** WHAT THE TASK ASKS **
Write the data below out in full, exactly as it stands.

** SOURCE INFORMATION **
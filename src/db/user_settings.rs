//! ユーザー設定のストレージ層
//!
//! ステーション既定値とチャットアプリテンプレートをユーザー単位で保持する。

use crate::common::error::ConsoleError;
use crate::types::chat_app::ChatAppTemplate;
use crate::types::station::{
    DEFAULT_CHAT_PATH, DEFAULT_CONCURRENCY, DEFAULT_MODELS_PATH, DEFAULT_TEST_QUESTION,
    DEFAULT_TIMEOUT_SECS,
};
use chrono::Utc;
use serde::{Deserialize, Serialize};
use sqlx::SqlitePool;
use uuid::Uuid;

/// ユーザー設定
#[derive(Debug, Clone, Serialize, Deserialize)]
pub struct UserSettings {
    /// 所有ユーザーID
    pub user_id: Uuid,
    /// チャットアプリテンプレート一覧
    pub chat_apps: Vec<ChatAppTemplate>,
    /// モデル一覧パスの既定値
    pub models_path: String,
    /// チャット補完パスの既定値
    pub chat_path: String,
    /// テスト質問の既定値
    pub test_question: String,
    /// ストリーミングの既定値
    pub default_stream: bool,
    /// タイムアウトの既定値（秒）
    pub default_timeout_secs: u64,
    /// 同時実行数の既定値
    pub default_concurrency: u32,
}

impl UserSettings {
    /// 既定値のユーザー設定を作成
    pub fn defaults_for(user_id: Uuid, chat_apps: Vec<ChatAppTemplate>) -> Self {
        Self {
            user_id,
            chat_apps,
            models_path: DEFAULT_MODELS_PATH.to_string(),
            chat_path: DEFAULT_CHAT_PATH.to_string(),
            test_question: DEFAULT_TEST_QUESTION.to_string(),
            default_stream: true,
            default_timeout_secs: DEFAULT_TIMEOUT_SECS,
            default_concurrency: DEFAULT_CONCURRENCY,
        }
    }
}

/// ユーザー設定を取得
///
/// 行が存在しない場合は既定値（チャットアプリ空）を返す。
pub async fn get(pool: &SqlitePool, user_id: Uuid) -> Result<UserSettings, ConsoleError> {
    let row = sqlx::query_as::<_, UserSettingsRow>(
        "SELECT user_id, chat_apps, models_path, chat_path, test_question,
                default_stream, default_timeout_secs, default_concurrency
         FROM user_settings WHERE user_id = ?",
    )
    .bind(user_id.to_string())
    .fetch_optional(pool)
    .await
    .map_err(|e| ConsoleError::Database(format!("Failed to get user settings: {}", e)))?;

    Ok(match row {
        Some(row) => row.into_settings(),
        None => UserSettings::defaults_for(user_id, Vec::new()),
    })
}

/// ユーザー設定を保存（UPSERT）
pub async fn upsert(pool: &SqlitePool, settings: &UserSettings) -> Result<(), ConsoleError> {
    let chat_apps = serde_json::to_string(&settings.chat_apps)
        .map_err(|e| ConsoleError::Internal(format!("Failed to serialize chat apps: {}", e)))?;
    let now = Utc::now().to_rfc3339();

    sqlx::query(
        r#"
        INSERT INTO user_settings (
            id, user_id, chat_apps, models_path, chat_path, test_question,
            default_stream, default_timeout_secs, default_concurrency,
            created_at, updated_at
        ) VALUES (?, ?, ?, ?, ?, ?, ?, ?, ?, ?, ?)
        ON CONFLICT(user_id) DO UPDATE SET
            chat_apps = excluded.chat_apps,
            models_path = excluded.models_path,
            chat_path = excluded.chat_path,
            test_question = excluded.test_question,
            default_stream = excluded.default_stream,
            default_timeout_secs = excluded.default_timeout_secs,
            default_concurrency = excluded.default_concurrency,
            updated_at = excluded.updated_at
        "#,
    )
    .bind(Uuid::new_v4().to_string())
    .bind(settings.user_id.to_string())
    .bind(chat_apps)
    .bind(&settings.models_path)
    .bind(&settings.chat_path)
    .bind(&settings.test_question)
    .bind(settings.default_stream as i32)
    .bind(settings.default_timeout_secs as i64)
    .bind(settings.default_concurrency as i32)
    .bind(&now)
    .bind(&now)
    .execute(pool)
    .await
    .map_err(|e| ConsoleError::Database(format!("Failed to save user settings: {}", e)))?;

    Ok(())
}

// SQLiteからの行取得用の内部型
#[derive(sqlx::FromRow)]
struct UserSettingsRow {
    user_id: String,
    chat_apps: String,
    models_path: String,
    chat_path: String,
    test_question: String,
    default_stream: i32,
    default_timeout_secs: i64,
    default_concurrency: i32,
}

impl UserSettingsRow {
    fn into_settings(self) -> UserSettings {
        // 壊れたJSONは空リスト扱い（設定画面から上書き可能）
        let chat_apps = serde_json::from_str(&self.chat_apps).unwrap_or_default();

        UserSettings {
            user_id: Uuid::parse_str(&self.user_id).unwrap_or_default(),
            chat_apps,
            models_path: self.models_path,
            chat_path: self.chat_path,
            test_question: self.test_question,
            default_stream: self.default_stream != 0,
            default_timeout_secs: self.default_timeout_secs.max(0) as u64,
            default_concurrency: self.default_concurrency.max(0) as u32,
        }
    }
}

** ANSWER SPACE **
filename src/db/user_settings.rs
//! ユーザー設定のストレージ層
//!
//! ステーション既定値とチャットアプリテンプレートをユーザー単位で保持する。

use crate::common::error::ConsoleError;
use crate::types::chat_app::ChatAppTemplate;
use crate::types::station::{
    DEFAULT_CHAT_PATH, DEFAULT_CONCURRENCY, DEFAULT_MODELS_PATH, DEFAULT_TEST_QUESTION,
    DEFAULT_TIMEOUT_SECS,
};
use chrono::Utc;
use serde::{Deserialize, Serialize};
use sqlx::SqlitePool;
use uuid::Uuid;

/// ユーザー設定
#[derive(Debug, Clone, Serialize, Deserialize)]
pub struct UserSettings {
    /// 所有ユーザーID
    pub user_id: Uuid,
    /// チャットアプリテンプレート一覧
    pub chat_apps: Vec<ChatAppTemplate>,
    /// モデル一覧パスの既定値
    pub models_path: String,
    /// チャット補完パスの既定値
    pub chat_path: String,
    /// テスト質問の既定値
    pub test_question: String,
    /// ストリーミングの既定値
    pub default_stream: bool,
    /// タイムアウトの既定値（秒）
    pub default_timeout_secs: u64,
    /// 同時実行数の既定値
    pub default_concurrency: u32,
}

impl UserSettings {
    /// 既定値のユーザー設定を作成
    pub fn defaults_for(user_id: Uuid, chat_apps: Vec<ChatAppTemplate>) -> Self {
        Self {
            user_id,
            chat_apps,
            models_path: DEFAULT_MODELS_PATH.to_string(),
            chat_path: DEFAULT_CHAT_PATH.to_string(),
            test_question: DEFAULT_TEST_QUESTION.to_string(),
            default_stream: true,
            default_timeout_secs: DEFAULT_TIMEOUT_SECS,
            default_concurrency: DEFAULT_CONCURRENCY,
        }
    }
}

/// ユーザー設定を取得
///
/// 行が存在しない場合は既定値（チャットアプリ空）を返す。
pub async fn get(pool: &SqlitePool, user_id: Uuid) -> Result<UserSettings, ConsoleError> {
    let row = sqlx::query_as::<_, UserSettingsRow>(
        "SELECT user_id, chat_apps, models_path, chat_path, test_question,
                default_stream, default_timeout_secs, default_concurrency
         FROM user_settings WHERE user_id = ?",
    )
    .bind(user_id.to_string())
    .fetch_optional(pool)
    .await
    .map_err(|e| ConsoleError::Database(format!("Failed to get user settings: {}", e)))?;

    Ok(match row {
        Some(row) => row.into_settings(),
        None => UserSettings::defaults_for(user_id, Vec::new()),
    })
}

/// ユーザー設定を保存（UPSERT）
pub async fn upsert(pool: &SqlitePool, settings: &UserSettings) -> Result<(), ConsoleError> {
    let chat_apps = serde_json::to_string(&settings.chat_apps)
        .map_err(|e| ConsoleError::Internal(format!("Failed to serialize chat apps: {}", e)))?;
    let now = Utc::now().to_rfc3339();

    sqlx::query(
        r#"
        INSERT INTO user_settings (
            id, user_id, chat_apps, models_path, chat_path, test_question,
            default_stream, default_timeout_secs, default_concurrency,
            created_at, updated_at
        ) VALUES (?, ?, ?, ?, ?, ?, ?, ?, ?, ?, ?)
        ON CONFLICT(user_id) DO UPDATE SET
            chat_apps = excluded.chat_apps,
            models_path = excluded.models_path,
            chat_path = excluded.chat_path,
            test_question = excluded.test_question,
            default_stream = excluded.default_stream,
            default_timeout_secs = excluded.default_timeout_secs,
            default_concurrency = excluded.default_concurrency,
            updated_at = excluded.updated_at
        "#,
    )
    .bind(Uuid::new_v4().to_string())
    .bind(settings.user_id.to_string())
    .bind(chat_apps)
    .bind(&settings.models_path)
    .bind(&settings.chat_path)
    .bind(&settings.test_question)
    .bind(settings.default_stream as i32)
    .bind(settings.default_timeout_secs as i64)
    .bind(settings.default_concurrency as i32)
    .bind(&now)
    .bind(&now)
    .execute(pool)
    .await
    .map_err(|e| ConsoleError::Database(format!("Failed to save user settings: {}", e)))?;

    Ok(())
}

// SQLiteからの行取得用の内部型
#[derive(sqlx::FromRow)]
struct UserSettingsRow {
    user_id: String,
    chat_apps: String,
    models_path: String,
    chat_path: String,
    test_question: String,
    default_stream: i32,
    default_timeout_secs: i64,
    default_concurrency: i32,
}

impl UserSettingsRow {
    fn into_settings(self) -> UserSettings {
        // 壊れたJSONは空リスト扱い（設定画面から上書き可能）
        let chat_apps = serde_json::from_str(&self.chat_apps).unwrap_or_default();

        UserSettings {
            user_id: Uuid::parse_str(&self.user_id).unwrap_or_default(),
            chat_apps,
            models_path: self.models_path,
            chat_path: self.chat_path,
            test_question: self.test_question,
            default_stream: self.default_stream != 0,
            default_timeout_secs: self.default_timeout_secs.max(0) as u64,
            default_concurrency: self.default_concurrency.max(0) as u32,
        }
    }
}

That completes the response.